I have a list of strings that I need to pass to a process in a different class. What I want to know which of the two ideas would be a better approach to use in terms of speed, efficiency and parallel processing. The list contains +- 10000 strings and I want to limit the threads appropriately to have only about 5threads running at one time:
For i as integer = 0 to searchPages.Count - 1
Parallel.For(0,10,Sub(x)
ps.processPage(searchPages.Item(i))
End Sub)
Next
The task factory seems to work fine but not sure which to implement.

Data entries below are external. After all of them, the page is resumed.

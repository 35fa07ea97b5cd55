//! Pending operation log over a base note map.
//!
//! # Responsibility
//! - Own the ordered log of staged operations.
//! - Hold an optional, borrowed base loader and resolve it per read.
//! - Hand out overlay views bound to one note id.
//!
//! # Invariants
//! - Operations are only appended through shared access; the log is never
//!   reordered or rewritten. Truncation needs exclusive access, so no view
//!   can observe it mid-read.
//! - The base is never mutated, and the empty-loader fallback is resolved
//!   on every call instead of being stored.

use crate::model::change::Operation;
use crate::model::note::NoteId;
use crate::repo::loader::{Loader, EMPTY_LOADER};
use crate::stage::overlay::OverlayView;
use std::cell::{Ref, RefCell};
use std::fmt::{Debug, Formatter};

/// A set of changes that might be made to a note map.
///
/// `Batch::default()` describes no changes to an empty note map.
///
/// The log uses interior mutability so views borrowed from the batch can
/// append to it. A batch is therefore `!Sync`; callers that append from
/// several threads must use one batch per thread or serialize access.
#[derive(Default)]
pub struct Batch<'l> {
    operations: RefCell<Vec<Operation>>,
    base: Option<&'l dyn Loader>,
}

impl<'l> Batch<'l> {
    pub fn new() -> Self {
        Self::default()
    }

    /// Creates an empty batch staged over `base`.
    pub fn with_base(base: &'l dyn Loader) -> Self {
        Self {
            operations: RefCell::default(),
            base: Some(base),
        }
    }

    /// Replaces the base loader. `None` falls back to the empty loader.
    pub fn set_base(&mut self, base: Option<&'l dyn Loader>) {
        self.base = base;
    }

    /// Configured base loader, without the empty fallback.
    pub fn base(&self) -> Option<&'l dyn Loader> {
        self.base
    }

    /// Returns the configured base, or the canonical empty loader.
    pub fn resolved_base(&self) -> &dyn Loader {
        match self.base {
            Some(base) => base,
            None => &EMPTY_LOADER,
        }
    }

    /// Appends `op` to the end of the log.
    pub fn append(&self, op: Operation) -> &Self {
        self.operations.borrow_mut().push(op);
        self
    }

    /// Returns a view of note `id` with this batch applied.
    ///
    /// The id is not checked; reads of an unknown id fail at the base.
    pub fn note(&self, id: NoteId) -> OverlayView<'_> {
        OverlayView::new(self, id)
    }

    /// Snapshot of the current log in append order.
    pub fn operations(&self) -> Vec<Operation> {
        self.operations.borrow().clone()
    }

    /// Borrows the log for a replay. The guard must not outlive the read
    /// that took it.
    pub(crate) fn replay(&self) -> Ref<'_, [Operation]> {
        Ref::map(self.operations.borrow(), Vec::as_slice)
    }

    pub fn len(&self) -> usize {
        self.operations.borrow().len()
    }

    pub fn is_empty(&self) -> bool {
        self.operations.borrow().is_empty()
    }

    /// Drops every operation after the first `len`, undoing later edits.
    ///
    /// Has no effect when `len` is not shorter than the log.
    pub fn truncate(&mut self, len: usize) {
        self.operations.get_mut().truncate(len);
    }

    /// Consumes the batch, handing the log to a commit layer.
    pub fn into_operations(self) -> Vec<Operation> {
        self.operations.into_inner()
    }
}

impl Debug for Batch<'_> {
    fn fmt(&self, f: &mut Formatter<'_>) -> std::fmt::Result {
        f.debug_struct("Batch")
            .field("operations", &*self.operations.borrow())
            .field("has_base", &self.base.is_some())
            .finish()
    }
}
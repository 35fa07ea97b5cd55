//! Committed note record.
//!
//! # Responsibility
//! - Define the plain attribute shape a `Loader` resolves for one note id.
//! - Provide the committed-state semantics of each staged operation.
//!
//! # Invariants
//! - `UNASSIGNED_NOTE_ID` (`0`) never identifies a stored note.
//! - `contents` order is significant and only ever extended by `apply`.

use crate::model::change::Operation;
use serde::{Deserialize, Serialize};

/// Stable note identifier.
pub type NoteId = u64;

/// Reserved id meaning "not yet assigned".
pub const UNASSIGNED_NOTE_ID: NoteId = 0;

/// Committed attributes of one note.
///
/// References to other notes are kept as ids; read handles resolve them
/// lazily through the loader that produced this record.
#[derive(Debug, Clone, Default, PartialEq, Eq, Serialize, Deserialize)]
pub struct NoteRecord {
    pub id: NoteId,
    /// Type references, in assignment order.
    pub types: Vec<NoteId>,
    /// Supertype references, in assignment order.
    pub supertypes: Vec<NoteId>,
    /// Lexical form of the scalar value.
    pub lexical: String,
    /// Datatype reference for `lexical`. `0` when unset.
    pub datatype: NoteId,
    /// Ordered content (child) references.
    pub contents: Vec<NoteId>,
}

impl NoteRecord {
    /// Returns a record with no attributes.
    pub fn empty(id: NoteId) -> Self {
        Self {
            id,
            ..Self::default()
        }
    }

    /// Returns a record holding only a scalar value.
    pub fn with_value(id: NoteId, lexical: impl Into<String>, datatype: NoteId) -> Self {
        Self {
            id,
            lexical: lexical.into(),
            datatype,
            ..Self::default()
        }
    }

    /// Applies one operation as a commit would.
    ///
    /// Operations targeting another note are ignored.
    pub fn apply(&mut self, op: &Operation) {
        if !op.affects(self.id) {
            return;
        }
        match op {
            Operation::SetValue {
                lexical, datatype, ..
            } => {
                self.lexical.clone_from(lexical);
                self.datatype = *datatype;
            }
            Operation::AddContent { add, .. } => self.contents.push(*add),
        }
    }
}

#[cfg(test)]
mod tests {
    use super::NoteRecord;
    use crate::model::change::Operation;

    #[test]
    fn apply_ignores_operations_for_other_notes() {
        let mut record = NoteRecord::with_value(7, "kept", 3);
        record.apply(&Operation::set_value(8, "other", 4));
        record.apply(&Operation::add_content(8, 9));

        assert_eq!(record, NoteRecord::with_value(7, "kept", 3));
    }

    #[test]
    fn apply_replaces_value_and_appends_contents() {
        let mut record = NoteRecord::empty(7);
        record.apply(&Operation::add_content(7, 10));
        record.apply(&Operation::set_value(7, "a", 2));
        record.apply(&Operation::add_content(7, 11));
        record.apply(&Operation::set_value(7, "b", 3));

        assert_eq!(record.lexical, "b");
        assert_eq!(record.datatype, 3);
        assert_eq!(record.contents, vec![10, 11]);
    }
}
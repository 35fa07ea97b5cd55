//! Connection bootstrap utilities for SQLite.
//!
//! # Invariants
//! - Returned connections have `foreign_keys=ON`.
//! - Returned connections have migrations fully applied.

use super::migrations::apply_migrations;
use super::{DbError, DbResult};
use log::{error, info};
use rusqlite::Connection;
use std::path::Path;
use std::time::{Duration, Instant};

const BUSY_TIMEOUT: Duration = Duration::from_secs(5);

/// Opens a SQLite database file and applies all pending migrations.
///
/// # Side effects
/// - Emits `db_open` logging events with duration and status.
pub fn open_db(path: impl AsRef<Path>) -> DbResult<Connection> {
    let path = path.as_ref();
    open_with("file", || Connection::open(path))
}

/// Opens an in-memory SQLite database and applies all pending migrations.
pub fn open_db_in_memory() -> DbResult<Connection> {
    open_with("memory", Connection::open_in_memory)
}

fn open_with(
    mode: &str,
    connect: impl FnOnce() -> rusqlite::Result<Connection>,
) -> DbResult<Connection> {
    let started_at = Instant::now();
    info!("event=db_open module=db status=start mode={mode}");

    let result = connect()
        .map_err(|err| ("db_open_failed", DbError::from(err)))
        .and_then(|mut conn| match bootstrap_connection(&mut conn) {
            Ok(()) => Ok(conn),
            Err(err) => Err(("db_bootstrap_failed", err)),
        });

    match result {
        Ok(conn) => {
            info!(
                "event=db_open module=db status=ok mode={mode} duration_ms={}",
                started_at.elapsed().as_millis()
            );
            Ok(conn)
        }
        Err((error_code, err)) => {
            error!(
                "event=db_open module=db status=error mode={mode} duration_ms={} error_code={error_code} error={err}",
                started_at.elapsed().as_millis()
            );
            Err(err)
        }
    }
}

fn bootstrap_connection(conn: &mut Connection) -> DbResult<()> {
    conn.execute_batch("PRAGMA foreign_keys = ON;")?;
    conn.busy_timeout(BUSY_TIMEOUT)?;
    apply_migrations(conn)?;
    Ok(())
}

For i as integer = 0 to searchPages.Count - 1
Dim fact as Task=Task.Factory.StartNew(Sub() ps.processPage(searchPages.Item(i)))
If i = 11 then
Tasks.Task.WaitAll()
Endif
Next
Any ideas appreciated.
For this type of pure data parallelism, I would recommend using Parallel.ForEach
:
Parallel.ForEach(searchPages, Sub(page) ps.processPage(page))
If you want to restrict this to use 5 threads, you can do that via ParallelOptions.MaxDegreeOfParallelism:
Dim po as New ParallelOptions
po.MaxDegreeOfParallelism = 5
Parallel.ForEach(searchPages, po, Sub(page) ps.processPage(page))
This will have less overhead than Task.Factory.StartNew
, since the partitioning within the Parallel
class will reuse Tasks, and prevent over scheduling from occurring. It will also use the current thread for some of the processing instead of forcing it into a wait state, which also will reduce the total overhead involved.